= Gustavo Zubieta-Castillo =

Bolivian physician (1926-2015)

Gustavo Zubieta-Castillo (May 20, 1926 – September 17, 2015) was a Bolivian physician, high altitude medicine expert, physiologist, army surgeon, writer, painter, who was named as the "Mountain Guru" at the St. John's Medical College in Bangalore, India.

He worked on high altitude physiology. He was born at 3800 mts in Oruro, Bolivia, and then studied medicine at the Universidad Mayor de San Andres in the city of La Paz, at 3513 mt above sea level, all his work was focused on initially high altitude physiology and later evolved to high altitude pathology. He proposed new concepts and understanding of what was known as Chronic mountain sickness.

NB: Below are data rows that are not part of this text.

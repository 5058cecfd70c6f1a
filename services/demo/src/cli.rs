use crate::demo::{run_demo, run_facets, run_filter, FilterArgs};
use clap::{Args, Parser, Subcommand};
use std::path::PathBuf;
use storefront::config::AppConfig;
use storefront::error::AppError;
use storefront::telemetry;

#[derive(Parser, Debug)]
#[command(
    name = "storefront-demo",
    about = "Filter the storefront catalog and inspect the X-Ray decision log",
    version
)]
struct Cli {
    #[command(subcommand)]
    command: Option<Command>,
}

#[derive(Subcommand, Debug)]
enum Command {
    /// Apply one filter selection and print the ranked results
    Filter(FilterArgs),
    /// List the sport, brand, and category values available as filters
    Facets(CatalogArgs),
    /// Walk through browse, search, narrow, and reset, then print the X-Ray dashboard (default command)
    Demo(CatalogArgs),
}

#[derive(Args, Debug, Default, Clone)]
pub(crate) struct CatalogArgs {
    /// Load products from a CSV export instead of the synthetic catalog
    #[arg(long)]
    pub(crate) catalog_csv: Option<PathBuf>,
    /// Override the configured synthetic catalog size
    #[arg(long)]
    pub(crate) size: Option<usize>,
    /// Override the configured synthetic catalog seed
    #[arg(long)]
    pub(crate) seed: Option<u64>,
}

pub(crate) fn run() -> Result<(), AppError> {
    let cli = Cli::parse();
    let config = AppConfig::load()?;
    telemetry::init(&config.telemetry)?;

    let command = cli
        .command
        .unwrap_or_else(|| Command::Demo(CatalogArgs::default()));

    match command {
        Command::Filter(args) => run_filter(&config, args),
        Command::Facets(args) => run_facets(&config, &args),
        Command::Demo(args) => run_demo(&config, &args),
    }
}
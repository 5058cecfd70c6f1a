use std::sync::Arc;
use std::time::Instant;

use serde::Serialize;
use tracing::{debug, warn};

use super::criteria::{CriteriaError, FilterCriteria};
use super::evaluation::{Decision, Evaluator};
use crate::catalog::Product;
use crate::xray::{
    EventContext, ExecutionId, FilteredDetails, PassedDetails, SearchSummaryDetails, Trace,
    TraceEntry, TraceSink,
};

/// Product that survived filtering, with its 1-based position in the result list.
#[derive(Debug, Clone, PartialEq, Serialize)]
pub struct RankedProduct {
    pub product: Product,
    pub rank: usize,
    pub score: f64,
}

/// Outcome of one filter-apply action.
#[derive(Debug, Clone)]
pub struct Execution {
    pub results: Vec<RankedProduct>,
    pub trace: Trace,
}

impl Execution {
    pub fn execution_id(&self) -> &ExecutionId {
        &self.trace.execution_id
    }

    pub fn products(&self) -> impl Iterator<Item = &Product> {
        self.results.iter().map(|ranked| &ranked.product)
    }
}

/// Runs the evaluator over a catalog, ranks the survivors, and writes the trace to its sink.
pub struct FilterEngine<S> {
    sink: Arc<S>,
}

impl<S> FilterEngine<S>
where
    S: TraceSink + 'static,
{
    pub fn new(sink: Arc<S>) -> Self {
        Self { sink }
    }

    /// Evaluate every product, rank the passing ones, and append the trace exactly once.
    pub fn execute(
        &self,
        catalog: &[Product],
        criteria: &FilterCriteria,
    ) -> Result<Execution, CriteriaError> {
        if let Err(err) = criteria.validate() {
            warn!(error = %err, "rejected filter criteria");
            return Err(err);
        }

        let execution_id = ExecutionId::generate();
        let started = Instant::now();
        let evaluator = Evaluator::new(criteria);

        let decisions: Vec<Decision> = catalog
            .iter()
            .map(|product| evaluator.evaluate(product))
            .collect();
        let total_checks_performed: usize =
            decisions.iter().map(|decision| decision.checks.len()).sum();

        let mut passing: Vec<(usize, f64)> = decisions
            .iter()
            .enumerate()
            .filter(|(_, decision)| decision.passed)
            .map(|(index, decision)| (index, decision.score))
            .collect();
        // `sort_by` is stable, so equal scores keep catalog order.
        if evaluator.search_active() {
            passing.sort_by(|left, right| right.1.total_cmp(&left.1));
        }

        let mut slots: Vec<Option<Decision>> = decisions.into_iter().map(Some).collect();
        let mut results = Vec::with_capacity(passing.len());
        let mut entries = Vec::with_capacity(catalog.len());

        for (position, &(index, score)) in passing.iter().enumerate() {
            let rank = position + 1;
            let Some(decision) = slots[index].take() else {
                continue;
            };

            results.push(RankedProduct {
                product: catalog[index].clone(),
                rank,
                score,
            });
            entries.push(TraceEntry::Passed(PassedDetails {
                score_breakdown: decision.score_breakdown().cloned(),
                decision,
                rank,
                score,
            }));
        }

        for decision in slots.into_iter().flatten() {
            entries.push(TraceEntry::Filtered(FilteredDetails {
                failed_checks: decision.failed_checks(),
                score: evaluator.search_active().then_some(decision.score),
                decision,
            }));
        }

        let duration_ms = started.elapsed().as_secs_f64() * 1000.0;
        let summary = summarize(
            duration_ms,
            catalog.len(),
            &results,
            total_checks_performed,
        );

        let trace = Trace {
            execution_id,
            context: EventContext {
                total_products: catalog.len(),
                active_filters: criteria.clone(),
            },
            entries,
            summary,
        };

        debug!(
            execution_id = %trace.execution_id,
            total = trace.summary.total_products,
            passed = trace.summary.passed_count,
            duration_ms = trace.summary.duration_ms,
            "filter execution completed"
        );
        self.sink.append_batch(trace.to_events());

        Ok(Execution { results, trace })
    }
}

fn summarize(
    duration_ms: f64,
    total_products: usize,
    results: &[RankedProduct],
    total_checks_performed: usize,
) -> SearchSummaryDetails {
    let passed_count = results.len();
    let average_checks_per_product = if total_products == 0 {
        0.0
    } else {
        total_checks_performed as f64 / total_products as f64
    };
    let (average_score, top_score) = if results.is_empty() {
        (0.0, 0.0)
    } else {
        let total: f64 = results.iter().map(|ranked| ranked.score).sum();
        let top = results
            .iter()
            .map(|ranked| ranked.score)
            .fold(f64::MIN, f64::max);
        (total / passed_count as f64, top)
    };

    SearchSummaryDetails {
        duration_ms,
        total_products,
        passed_count,
        filtered_count: total_products - passed_count,
        total_checks_performed,
        average_checks_per_product,
        average_score,
        top_score,
    }
}
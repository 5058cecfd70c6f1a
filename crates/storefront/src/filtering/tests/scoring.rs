use super::common::*;
use crate::filtering::scoring::{score, tokenize, MatchQuality, MAX_SCORE_PER_TERM};

fn terms(raw: &str) -> Vec<String> {
    tokenize(raw)
}

#[test]
fn exact_words_earn_full_weight_and_substrings_half() {
    let breakdown = score(&apex_running_shoe(), &terms("running shoe"));

    // "running" and "shoe" are both whole words of the name; "shoe" only prefixes "shoes".
    assert_close(breakdown.name_score, 20.0);
    assert_close(breakdown.brand_score, 0.0);
    assert_close(breakdown.sport_score, 4.0);
    assert_close(breakdown.category_score, 1.5);
    assert_close(breakdown.total_score, 25.5);
    assert_close(breakdown.max_possible_score, 46.0);
    assert_close(breakdown.match_percentage, 25.5 / 46.0 * 100.0);
    assert_eq!(breakdown.matched_term_count, 2);
    assert_eq!(breakdown.search_terms, vec!["running", "shoe"]);
    assert_eq!(breakdown.match_quality(), MatchQuality::High);
}

#[test]
fn substring_only_term_still_counts_as_matched() {
    let breakdown = score(&apex_running_shoe(), &terms("run"));

    assert_close(breakdown.name_score, 5.0);
    assert_close(breakdown.sport_score, 2.0);
    assert_close(breakdown.total_score, 7.0);
    assert_eq!(breakdown.matched_term_count, 1);
    assert_eq!(breakdown.match_quality(), MatchQuality::Medium);
}

#[test]
fn empty_terms_produce_zero_breakdown() {
    let breakdown = score(&apex_running_shoe(), &[]);

    assert_close(breakdown.total_score, 0.0);
    assert_close(breakdown.max_possible_score, 0.0);
    assert_close(breakdown.match_percentage, 0.0);
    assert_eq!(breakdown.matched_term_count, 0);
    assert!(breakdown.search_terms.is_empty());
}

#[test]
fn repeated_terms_accumulate_but_match_once() {
    let breakdown = score(&apex_running_shoe(), &terms("shoe shoe"));

    assert_close(breakdown.name_score, 20.0);
    assert_close(breakdown.max_possible_score, 2.0 * MAX_SCORE_PER_TERM);
    assert_eq!(breakdown.matched_term_count, 1);
}

#[test]
fn unmatched_terms_score_nothing() {
    let breakdown = score(&apex_running_shoe(), &terms("yoga mat"));

    assert_close(breakdown.total_score, 0.0);
    assert_eq!(breakdown.matched_term_count, 0);
    assert_eq!(breakdown.match_quality(), MatchQuality::Low);
}

#[test]
fn comparison_ignores_case_of_product_fields() {
    let shoe = product("prod-x", "APEX TRAIL SHOE", "APEX", "RUNNING", "SHOES", 4);
    let breakdown = score(&shoe, &terms("Apex"));

    assert_close(breakdown.name_score, 10.0);
    assert_close(breakdown.brand_score, 6.0);
}

#[test]
fn appending_a_matching_term_never_lowers_the_score() {
    let catalog = sample_catalog();

    for product in &catalog {
        let base = score(product, &terms("golf"));
        let extended = score(product, &terms("golf nova"));
        assert!(
            extended.total_score >= base.total_score,
            "{}: {} < {}",
            product.id,
            extended.total_score,
            base.total_score
        );
    }
}

#[test]
fn tokenize_lowercases_and_drops_blank_tokens() {
    assert_eq!(tokenize("  Running \t SHOE  "), vec!["running", "shoe"]);
    assert!(tokenize("   ").is_empty());
}

#[test]
fn match_quality_thresholds() {
    assert_eq!(MatchQuality::from_percentage(50.0), MatchQuality::High);
    assert_eq!(MatchQuality::from_percentage(49.9), MatchQuality::Medium);
    assert_eq!(MatchQuality::from_percentage(25.0), MatchQuality::Medium);
    assert_eq!(MatchQuality::from_percentage(24.99), MatchQuality::Low);
}
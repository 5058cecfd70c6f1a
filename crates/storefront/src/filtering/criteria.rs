use std::collections::BTreeSet;
use std::fmt;

use serde::{Deserialize, Serialize};

use super::scoring::tokenize;

/// One independently togglable filter dimension of the sidebar.
#[derive(Debug, Clone, Copy, PartialEq, Eq, Hash, PartialOrd, Ord, Serialize, Deserialize)]
#[serde(rename_all = "snake_case")]
pub enum Criterion {
    Search,
    Sport,
    Brand,
    Category,
    Rating,
}

impl Criterion {
    pub fn ordered() -> [Criterion; 5] {
        [
            Criterion::Search,
            Criterion::Sport,
            Criterion::Brand,
            Criterion::Category,
            Criterion::Rating,
        ]
    }

    pub fn label(self) -> &'static str {
        match self {
            Criterion::Search => "search",
            Criterion::Sport => "sport",
            Criterion::Brand => "brand",
            Criterion::Category => "category",
            Criterion::Rating => "rating",
        }
    }
}

impl fmt::Display for Criterion {
    fn fmt(&self, f: &mut fmt::Formatter<'_>) -> fmt::Result {
        f.write_str(self.label())
    }
}

/// Filter selection for a single apply action. Empty sets and an empty search impose no
/// constraint, so `FilterCriteria::default()` lets every product through.
#[derive(Debug, Clone, Default, PartialEq, Eq, Serialize, Deserialize)]
#[serde(default, deny_unknown_fields)]
pub struct FilterCriteria {
    pub search: String,
    pub sports: BTreeSet<String>,
    pub brands: BTreeSet<String>,
    pub categories: BTreeSet<String>,
    pub ratings: BTreeSet<u8>,
}

impl FilterCriteria {
    pub fn new() -> Self {
        Self::default()
    }

    /// Parse criteria posted by the UI layer, rejecting wrong value shapes and unknown keys.
    pub fn from_json(value: serde_json::Value) -> Result<Self, CriteriaError> {
        let criteria: FilterCriteria = serde_json::from_value(value)?;
        criteria.validate()?;
        Ok(criteria)
    }

    pub fn with_search(mut self, search: impl Into<String>) -> Self {
        self.search = search.into();
        self
    }

    pub fn with_sport(mut self, sport: impl Into<String>) -> Self {
        self.sports.insert(sport.into());
        self
    }

    pub fn with_brand(mut self, brand: impl Into<String>) -> Self {
        self.brands.insert(brand.into());
        self
    }

    pub fn with_category(mut self, category: impl Into<String>) -> Self {
        self.categories.insert(category.into());
        self
    }

    pub fn with_rating(mut self, rating: u8) -> Self {
        self.ratings.insert(rating);
        self
    }

    /// Lowercase, whitespace-split, non-empty search tokens in input order.
    pub fn search_terms(&self) -> Vec<String> {
        tokenize(&self.search)
    }

    /// A search made only of whitespace yields no terms and is treated as no search.
    pub fn is_search_active(&self) -> bool {
        self.search.split_whitespace().next().is_some()
    }

    pub fn is_active(&self, criterion: Criterion) -> bool {
        match criterion {
            Criterion::Search => self.is_search_active(),
            Criterion::Sport => !self.sports.is_empty(),
            Criterion::Brand => !self.brands.is_empty(),
            Criterion::Category => !self.categories.is_empty(),
            Criterion::Rating => !self.ratings.is_empty(),
        }
    }

    pub fn active_criteria(&self) -> Vec<Criterion> {
        Criterion::ordered()
            .into_iter()
            .filter(|criterion| self.is_active(*criterion))
            .collect()
    }

    pub fn is_unconstrained(&self) -> bool {
        self.active_criteria().is_empty()
    }

    /// Number of individual selections: one for the search box plus one per ticked checkbox.
    pub fn active_filter_count(&self) -> usize {
        usize::from(self.is_search_active())
            + self.sports.len()
            + self.brands.len()
            + self.categories.len()
            + self.ratings.len()
    }

    /// One-line summary such as `search="golf", sports=[Golf, Tennis], ratings=[5 stars]`.
    pub fn describe(&self) -> String {
        let mut parts = Vec::new();
        if self.is_search_active() {
            parts.push(format!("search=\"{}\"", self.search.trim()));
        }
        if !self.sports.is_empty() {
            parts.push(format!("sports=[{}]", join_labels(&self.sports)));
        }
        if !self.brands.is_empty() {
            parts.push(format!("brands=[{}]", join_labels(&self.brands)));
        }
        if !self.categories.is_empty() {
            parts.push(format!("categories=[{}]", join_labels(&self.categories)));
        }
        if !self.ratings.is_empty() {
            parts.push(format!("ratings=[{} stars]", join_ratings(&self.ratings)));
        }
        parts.join(", ")
    }

    /// Precondition check run at the filter-apply entry point.
    pub fn validate(&self) -> Result<(), CriteriaError> {
        if let Some(rating) = self
            .ratings
            .iter()
            .copied()
            .find(|rating| !(1..=5).contains(rating))
        {
            return Err(CriteriaError::RatingOutOfRange(rating));
        }

        let label_sets = [
            (Criterion::Sport, &self.sports),
            (Criterion::Brand, &self.brands),
            (Criterion::Category, &self.categories),
        ];
        for (criterion, labels) in label_sets {
            if labels.iter().any(|label| label.trim().is_empty()) {
                return Err(CriteriaError::BlankLabel { criterion });
            }
        }

        Ok(())
    }
}

pub(crate) fn join_labels(labels: &BTreeSet<String>) -> String {
    labels.iter().map(String::as_str).collect::<Vec<_>>().join(", ")
}

pub(crate) fn join_ratings(ratings: &BTreeSet<u8>) -> String {
    ratings
        .iter()
        .map(u8::to_string)
        .collect::<Vec<_>>()
        .join(", ")
}

/// Precondition violation raised before any product is evaluated.
#[derive(Debug, thiserror::Error)]
pub enum CriteriaError {
    #[error("malformed filter criteria: {0}")]
    Malformed(#[from] serde_json::Error),
    #[error("rating {0} is outside the supported 1-5 star range")]
    RatingOutOfRange(u8),
    #[error("{criterion} filter contains a blank label")]
    BlankLabel { criterion: Criterion },
}
mod cli;
mod demo;
mod infra;

use storefront::error::AppError;

pub fn run() -> Result<(), AppError> {
    cli::run()
}
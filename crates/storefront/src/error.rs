use crate::catalog::CatalogError;
use crate::config::ConfigError;
use crate::filtering::StorefrontError;
use crate::telemetry::TelemetryError;
use std::fmt;

#[derive(Debug)]
pub enum AppError {
    Config(ConfigError),
    Telemetry(TelemetryError),
    Catalog(CatalogError),
    Storefront(StorefrontError),
    Serialization(serde_json::Error),
}

impl fmt::Display for AppError {
    fn fmt(&self, f: &mut fmt::Formatter<'_>) -> fmt::Result {
        match self {
            AppError::Config(err) => write!(f, "configuration error: {}", err),
            AppError::Telemetry(err) => write!(f, "telemetry error: {}", err),
            AppError::Catalog(err) => write!(f, "catalog error: {}", err),
            AppError::Storefront(err) => write!(f, "storefront error: {}", err),
            AppError::Serialization(err) => write!(f, "serialization error: {}", err),
        }
    }
}

impl std::error::Error for AppError {
    fn source(&self) -> Option<&(dyn std::error::Error + 'static)> {
        match self {
            AppError::Config(err) => Some(err),
            AppError::Telemetry(err) => Some(err),
            AppError::Catalog(err) => Some(err),
            AppError::Storefront(err) => Some(err),
            AppError::Serialization(err) => Some(err),
        }
    }
}

impl From<ConfigError> for AppError {
    fn from(value: ConfigError) -> Self {
        Self::Config(value)
    }
}

impl From<TelemetryError> for AppError {
    fn from(value: TelemetryError) -> Self {
        Self::Telemetry(value)
    }
}

impl From<CatalogError> for AppError {
    fn from(value: CatalogError) -> Self {
        Self::Catalog(value)
    }
}

impl From<StorefrontError> for AppError {
    fn from(value: StorefrontError) -> Self {
        Self::Storefront(value)
    }
}

impl From<serde_json::Error> for AppError {
    fn from(value: serde_json::Error) -> Self {
        Self::Serialization(value)
    }
}
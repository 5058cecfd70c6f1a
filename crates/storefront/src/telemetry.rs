use crate::config::TelemetryConfig;
use std::fmt;
use tracing_subscriber::filter::ParseError;
use tracing_subscriber::EnvFilter;

#[derive(Debug)]
pub enum TelemetryError {
    EnvFilter { value: String, source: ParseError },
    Subscriber(Box<dyn std::error::Error + Send + Sync>),
}

impl fmt::Display for TelemetryError {
    fn fmt(&self, f: &mut fmt::Formatter<'_>) -> fmt::Result {
        match self {
            TelemetryError::EnvFilter { value, .. } => {
                write!(f, "invalid log filter '{value}': unable to build EnvFilter")
            }
            TelemetryError::Subscriber(err) => write!(f, "log subscriber error: {err}"),
        }
    }
}

impl std::error::Error for TelemetryError {
    fn source(&self) -> Option<&(dyn std::error::Error + 'static)> {
        match self {
            TelemetryError::EnvFilter { source, .. } => Some(source),
            TelemetryError::Subscriber(err) => Some(&**err),
        }
    }
}

/// `RUST_LOG` wins over the configured level so individual modules can be traced ad hoc.
fn env_filter(config: &TelemetryConfig) -> Result<EnvFilter, TelemetryError> {
    match EnvFilter::try_from_default_env() {
        Ok(filter) => Ok(filter),
        Err(_) => EnvFilter::try_new(&config.log_level).map_err(|source| {
            TelemetryError::EnvFilter {
                value: config.log_level.clone(),
                source,
            }
        }),
    }
}

/// Install the process-wide subscriber. Logs go to stderr so CLI output stays pipeable.
pub fn init(config: &TelemetryConfig) -> Result<(), TelemetryError> {
    tracing_subscriber::fmt()
        .with_env_filter(env_filter(config)?)
        .with_writer(std::io::stderr)
        .with_target(false)
        .compact()
        .with_ansi(config.ansi)
        .try_init()
        .map_err(TelemetryError::Subscriber)
}

#[cfg(test)]
mod tests {
    use super::*;

    #[test]
    fn rejects_unparseable_level() {
        let config = TelemetryConfig {
            log_level: "storefront=loudest".to_string(),
            ansi: false,
        };

        if std::env::var("RUST_LOG").is_err() {
            let err = env_filter(&config).expect_err("invalid filter rejected");
            assert!(err.to_string().contains("storefront=loudest"));
        }
    }
}
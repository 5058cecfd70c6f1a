use storefront::catalog::{CatalogError, CatalogProvider, CsvCatalog, ProductId, SyntheticCatalog};

#[test]
fn imports_rows_in_file_order() {
    let csv = "id,name,brand,sport,category,price,rating\n\
prod-a, Apex Running Shoe ,Apex,Running,Shoes,119.00,5\n\
prod-b,Nova Golf Bag,Nova,Golf,Accessories,89.95,4\n";

    let catalog = CsvCatalog::from_reader(csv.as_bytes()).expect("import succeeds");

    assert_eq!(catalog.len(), 2);
    let shoe = catalog
        .get(&ProductId::from("prod-a"))
        .expect("shoe imported");
    assert_eq!(shoe.name, "Apex Running Shoe");
    assert_eq!(shoe.rating, 5);
    assert_eq!(catalog.products()[1].id.as_str(), "prod-b");
    assert!(catalog.products().iter().all(|product| product.reviews == 0));
}

#[test]
fn imports_bundled_sample_catalog() {
    let data = include_bytes!("../sample_catalog.csv");

    let catalog = CsvCatalog::from_reader(&data[..]).expect("sample catalog imports");
    let facets = catalog.facets();

    assert_eq!(catalog.len(), 8);
    assert_eq!(
        facets.sports,
        vec!["Basketball", "Golf", "Running", "Soccer", "Tennis", "Training"]
    );
    assert!(facets.brands.contains(&"Titan Gear".to_string()));
}

#[test]
fn rejects_rating_outside_star_range() {
    let csv = "id,name,brand,sport,category,price,rating\n\
prod-a,Apex Running Shoe,Apex,Running,Shoes,119.00,7\n";

    let err = CsvCatalog::from_reader(csv.as_bytes()).expect_err("rating rejected");

    assert!(matches!(err, CatalogError::InvalidRating { rating: 7, .. }));
}

#[test]
fn rejects_duplicate_ids() {
    let csv = "id,name,brand,sport,category,price,rating\n\
prod-a,Apex Running Shoe,Apex,Running,Shoes,119.00,5\n\
prod-a,Apex Trail Shoe,Apex,Running,Shoes,99.00,4\n";

    let err = CsvCatalog::from_reader(csv.as_bytes()).expect_err("duplicate rejected");

    assert!(matches!(err, CatalogError::DuplicateId(id) if id.as_str() == "prod-a"));
}

#[test]
fn malformed_rows_surface_csv_errors() {
    let csv = "id,name,brand,sport,category,price,rating\n\
prod-a,Apex Running Shoe,Apex,Running,Shoes,cheap,5\n";

    let err = CsvCatalog::from_reader(csv.as_bytes()).expect_err("price rejected");

    assert!(matches!(err, CatalogError::Csv(_)));
}

#[test]
fn missing_file_is_an_io_error() {
    let err = CsvCatalog::from_path("does/not/exist.csv").expect_err("missing file");

    assert!(matches!(err, CatalogError::Io(_)));
}

#[test]
fn synthetic_catalog_is_reproducible_per_seed() {
    let first = SyntheticCatalog::new(50, 7).catalog().expect("catalog");
    let second = SyntheticCatalog::new(50, 7).catalog().expect("catalog");
    let other = SyntheticCatalog::new(50, 8).catalog().expect("catalog");

    assert_eq!(first.products(), second.products());
    assert_ne!(first.products(), other.products());
    assert!(first
        .products()
        .iter()
        .all(|product| (3..=5).contains(&product.rating) && product.price > 0.0));
}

This pathology characterized by an increase of red blood cells, cyanosis, ventilatory and respiratory alterations with pulmonary hypertension and hypertrophy of the right ventricle seen at high altitude, above the normal values for such altitude, was originally affirmed to be due to "loss of adaptation". He changed this interpretation, as he strongly stood for “The organic systems of human beings and all other species tend to adapt to any environmental change and circumstance within an optimal period of time, and never tend towards regression which would inevitably lead to death”. This concept has indeed changed the way high altitude diseases are interpreted.

On July 9, 1970, Zubieta-Castillo founded the first high altitude clinic in the world located in La Paz, Bolivia High Altitude Pathology Institute. One of his theories was the proposal that man has the extraordinary capability to adapt to live in the hypoxic environment of the highest point on the planet Earth: the summit of Mount Everest.